NOTA: il vaut mieux lire sur ordinateur, l'écran smartphone est petit, ça limite la visibilité/lisibilité des échanges de Sms des personnages

    — Bonsoir So ! Criai-je à la petite brune qui s’affairait derrière le comptoir.
    Nous nous faufilâmes au fond de la salle où je retrouvai avec soulagement la petite table que j’aimais bien parce que les autres clients ne pouvaient pas passer derrière moi et trafiquer mon verre. Une minute plus tard, Sophie déposait une commande sur une autre table et venait nous voir.
    — Salut les filles ! Vous prenez quoi ? Comme d’hab ? Vous avez vu, je vous ai gardé la table !
    Béné hocha vigoureusement la tête.
    — Avec une planche s’il te plait ! Ajoutai-je en forçant la voix pour couvrir la musique.

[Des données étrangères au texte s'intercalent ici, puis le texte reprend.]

//! Per-key async locks.
//!
//! Cursor updates are serialized per account and reply transitions per
//! (conversation, item). Both go through a `KeyedLocks` registry; entries are
//! dropped from the map once nobody holds or waits on them.

use std::collections::HashMap;
use std::hash::Hash;
use std::sync::{Arc, Mutex};

use tokio::sync::{Mutex as AsyncMutex, OwnedMutexGuard};

type LockMap<K> = Arc<Mutex<HashMap<K, Arc<AsyncMutex<()>>>>>;

pub struct KeyedLocks<K> {
    entries: LockMap<K>,
}

impl<K> Default for KeyedLocks<K>
where
    K: Eq + Hash + Clone,
{
    fn default() -> Self {
        Self::new()
    }
}

impl<K> KeyedLocks<K>
where
    K: Eq + Hash + Clone,
{
    pub fn new() -> Self {
        Self {
            entries: Arc::new(Mutex::new(HashMap::new())),
        }
    }

    fn entry(&self, key: &K) -> Arc<AsyncMutex<()>> {
        let mut map = self.entries.lock().unwrap_or_else(|e| e.into_inner());
        map.entry(key.clone())
            .or_insert_with(|| Arc::new(AsyncMutex::new(())))
            .clone()
    }

    /// Wait until `key` is free, then hold it until the guard drops.
    pub async fn lock(&self, key: K) -> KeyedGuard<K> {
        let mutex = self.entry(&key);
        let guard = mutex.lock_owned().await;
        KeyedGuard {
            key,
            guard: Some(guard),
            entries: self.entries.clone(),
        }
    }

    /// Take `key` only if nobody else holds it right now.
    pub fn try_lock(&self, key: K) -> Option<KeyedGuard<K>> {
        let mutex = self.entry(&key);
        match mutex.try_lock_owned() {
            Ok(guard) => Some(KeyedGuard {
                key,
                guard: Some(guard),
                entries: self.entries.clone(),
            }),
            Err(_) => None,
        }
    }

    pub fn is_locked(&self, key: &K) -> bool {
        let map = self.entries.lock().unwrap_or_else(|e| e.into_inner());
        map.get(key).map(|m| m.try_lock().is_err()).unwrap_or(false)
    }

    #[cfg(test)]
    fn len(&self) -> usize {
        self.entries.lock().unwrap_or_else(|e| e.into_inner()).len()
    }
}

pub struct KeyedGuard<K>
where
    K: Eq + Hash,
{
    key: K,
    guard: Option<OwnedMutexGuard<()>>,
    entries: LockMap<K>,
}

impl<K> Drop for KeyedGuard<K>
where
    K: Eq + Hash,
{
    fn drop(&mut self) {
        // Release first so the strong count below reflects waiters only.
        drop(self.guard.take());
        let mut map = self.entries.lock().unwrap_or_else(|e| e.into_inner());
        if map.get(&self.key).map(Arc::strong_count) == Some(1) {
            map.remove(&self.key);
        }
    }
}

    — Je vous fais ça et je reviens discuter si ça se calme, mais je peux rien promettre c’est la rentrée de la fac de médecine faut que je surveille ils vont se mettre dans des états pas possibles.
    Je serrai mon sac à main à m’en faire mal.
    — Alors ? dit Bénédicte en changeant de siège pour venir s’asseoir à côté de moi et voir la salle elle aussi. On oublie la tablée d’ados bruyants. Je serai ménopausée avant qu’ils aient fini d’avoir des boutons. Qu’est-ce que tu penses des deux à gauche ?
    Not much. I was way too busy making sure my hands were not shaking. I could hear the medical students so clearly I felt like I was now sitting amongst them laughing and singing.    I tried so hard to come back, breathe in, and pick up the thread of what Béné was saying that I felt a drop of sweat run down behind my ear.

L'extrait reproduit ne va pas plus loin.